## EXERCISE INSTRUCTIONS
Beneath this task are records; tally the lines in them that contain "impl" and report only the number.
═════ EXERCISE DATA ═════
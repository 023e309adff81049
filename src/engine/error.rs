use super::{ErrorRef, SharedEngine};
use crate::errors::{MarshalError, Result};
use crate::managed::{Lifecycle, Managed};
use tracing::warn;

/// An engine error handle
///
/// Passed to every fallible engine call, then inspected with
/// [`check`](Self::check). Code 0 means the call succeeded.
pub struct WeldError {
    engine: SharedEngine,
    handle: ErrorRef,
    lifecycle: Lifecycle,
}

impl WeldError {
    pub fn new(engine: &SharedEngine) -> Self {
        WeldError {
            engine: engine.clone(),
            handle: engine.error_new(),
            lifecycle: Lifecycle::new(),
        }
    }

    #[track_caller]
    pub fn handle(&self) -> ErrorRef {
        self.check_access();
        self.handle
    }

    #[track_caller]
    pub fn code(&self) -> i32 {
        self.engine.error_code(self.handle())
    }

    #[track_caller]
    pub fn message(&self) -> String {
        self.engine.error_message(self.handle())
    }

    pub fn is_success(&self) -> bool {
        self.code() == 0
    }

    /// `Ok` for code 0, otherwise the engine's code and message
    pub fn check(&self) -> Result<()> {
        match self.code() {
            0 => Ok(()),
            code => {
                let message = self.message();
                warn!(code, %message, "engine call failed");
                Err(MarshalError::Engine { code, message })
            }
        }
    }
}

impl Managed for WeldError {
    fn lifecycle(&self) -> &Lifecycle {
        &self.lifecycle
    }

    fn release(&self) {
        self.engine.error_free(self.handle);
    }

    fn kind(&self) -> &'static str {
        "error"
    }
}

impl Drop for WeldError {
    fn drop(&mut self) {
        self.finalize();
    }
}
═════
## ANSWER TO THIS EXERCISE
3